▶ [Exercise details]: Repeat verbatim, and only, the lines of the data below, beginning at the line that contains "shapes and digests" and stopping after the line that contains "layout is part".

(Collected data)
--- --- ---

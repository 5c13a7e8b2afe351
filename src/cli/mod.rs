//! CLI Module
//!
//! Command-line front-end for signing and checking WAV files.

pub mod commands;

use clap::{Parser, Subcommand};
use std::path::PathBuf;

/// Melseal - per-segment tamper evidence for audio
#[derive(Parser, Debug)]
#[command(name = "melseal")]
#[command(version, about, long_about = None)]
pub struct Cli {
    /// Enable verbose output
    #[arg(short, long, global = true)]
    pub verbose: bool,

    #[command(subcommand)]
    pub command: Option<Commands>,
}

#[derive(Subcommand, Debug)]
pub enum Commands {
    /// Sign a WAV file with a fresh session key, then verify it
    #[command(name = "process")]
    Process {
        /// Input WAV file
        input: PathBuf,

        /// Where to write the signed audio
        #[arg(short, long, default_value = "signed_audio.wav")]
        output: PathBuf,

        /// Write the signature manifest here
        #[arg(short, long)]
        manifest: Option<PathBuf>,

        /// Write the session public key (PEM) here
        #[arg(short = 'k', long)]
        public_key: Option<PathBuf>,

        /// Pipeline config file (JSON)
        #[arg(short, long)]
        config: Option<PathBuf>,

        /// Segment duration in seconds (overrides the config file)
        #[arg(short, long)]
        segment_duration: Option<f64>,

        /// RSA modulus size for the session key
        #[arg(long, default_value_t = crate::crypto::DEFAULT_KEY_BITS)]
        key_bits: usize,
    },

    /// Verify a WAV file against a signature manifest
    #[command(name = "verify")]
    Verify {
        /// Input WAV file
        input: PathBuf,

        /// Signature manifest written at signing time
        #[arg(short, long)]
        manifest: PathBuf,

        /// Public key (PEM) written at signing time
        #[arg(short = 'k', long)]
        public_key: PathBuf,

        /// Pipeline config file (JSON)
        #[arg(short, long)]
        config: Option<PathBuf>,

        /// Segment duration in seconds (defaults to the manifest's)
        #[arg(short, long)]
        segment_duration: Option<f64>,
    },

    /// Print per-segment feature shapes and digests
    #[command(name = "features")]
    Features {
        /// Input WAV file
        input: PathBuf,

        /// Pipeline config file (JSON)
        #[arg(short, long)]
        config: Option<PathBuf>,

        /// Segment duration in seconds (overrides the config file)
        #[arg(short, long)]
        segment_duration: Option<f64>,
    },
}
//! Feature buffer and its canonical byte encoding
//!
//! The canonical bytes are what actually gets signed, so the layout is part
//! of the protocol: mel-band-major (row = mel band, column = frame), each
//! value an IEEE-754 binary32 in little-endian byte order.

use sha2::{Digest, Sha256};

/// Bytes per encoded feature value
pub const FEATURE_VALUE_BYTES: usize = 4;

/// Mel power spectrogram of one segment, `n_mels x n_frames`, row-major
#[derive(Debug, Clone, PartialEq)]
pub struct FeatureBuffer {
    data: Vec<f32>,
    n_mels: usize,
    n_frames: usize,
}

impl FeatureBuffer {
    pub(crate) fn new(data: Vec<f32>, n_mels: usize, n_frames: usize) -> Self {
        debug_assert_eq!(data.len(), n_mels * n_frames);
        Self {
            data,
            n_mels,
            n_frames,
        }
    }

    /// Number of mel bands (rows)
    pub fn n_mels(&self) -> usize {
        self.n_mels
    }

    /// Number of time frames (columns)
    pub fn n_frames(&self) -> usize {
        self.n_frames
    }

    /// Power value at `(mel, frame)`
    pub fn get(&self, mel: usize, frame: usize) -> Option<f32> {
        if mel < self.n_mels && frame < self.n_frames {
            Some(self.data[mel * self.n_frames + frame])
        } else {
            None
        }
    }

    /// Row-major values
    pub fn as_slice(&self) -> &[f32] {
        &self.data
    }

    /// One mel band across all frames
    pub fn band(&self, mel: usize) -> Option<&[f32]> {
        let start = mel.checked_mul(self.n_frames)?;
        self.data.get(start..start + self.n_frames)
    }

    /// Encode to the canonical signed payload
    pub fn to_canonical_bytes(&self) -> Vec<u8> {
        let mut bytes = Vec::with_capacity(self.data.len() * FEATURE_VALUE_BYTES);
        for value in &self.data {
            bytes.extend_from_slice(&value.to_le_bytes());
        }
        bytes
    }

    /// SHA-256 of the canonical bytes, hex encoded
    pub fn digest(&self) -> String {
        format!("{:x}", Sha256::digest(self.to_canonical_bytes()))
    }

    /// Largest power value (0.0 for an all-zero buffer)
    pub fn max_power(&self) -> f32 {
        self.data.iter().copied().fold(0.0_f32, f32::max)
    }

    /// Convert power to decibels relative to the buffer maximum
    ///
    /// `10 * log10(max(p, amin) / max(ref, amin))`, floored at `max - top_db`
    /// when `top_db` is given.
    pub fn power_to_db(&self, top_db: Option<f32>) -> Vec<f32> {
        const AMIN: f32 = 1e-10;
        let reference = self.max_power().max(AMIN);
        let mut db: Vec<f32> = self
            .data
            .iter()
            .map(|&p| 10.0 * (p.max(AMIN) / reference).log10())
            .collect();

        if let Some(top_db) = top_db {
            let peak = db.iter().copied().fold(f32::NEG_INFINITY, f32::max);
            let floor = peak - top_db;
            for v in &mut db {
                *v = v.max(floor);
            }
        }
        db
    }
}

--- --- ---

▶ [Exercise solution]:
    /// Print per-segment feature shapes and digests
    #[command(name = "features")]
    Features {
        /// Input WAV file
        input: PathBuf,

        /// Pipeline config file (JSON)
        #[arg(short, long)]
        config: Option<PathBuf>,

        /// Segment duration in seconds (overrides the config file)
        #[arg(short, long)]
        segment_duration: Option<f64>,
    },
}
//! Feature buffer and its canonical byte encoding
//!
//! The canonical bytes are what actually gets signed, so the layout is part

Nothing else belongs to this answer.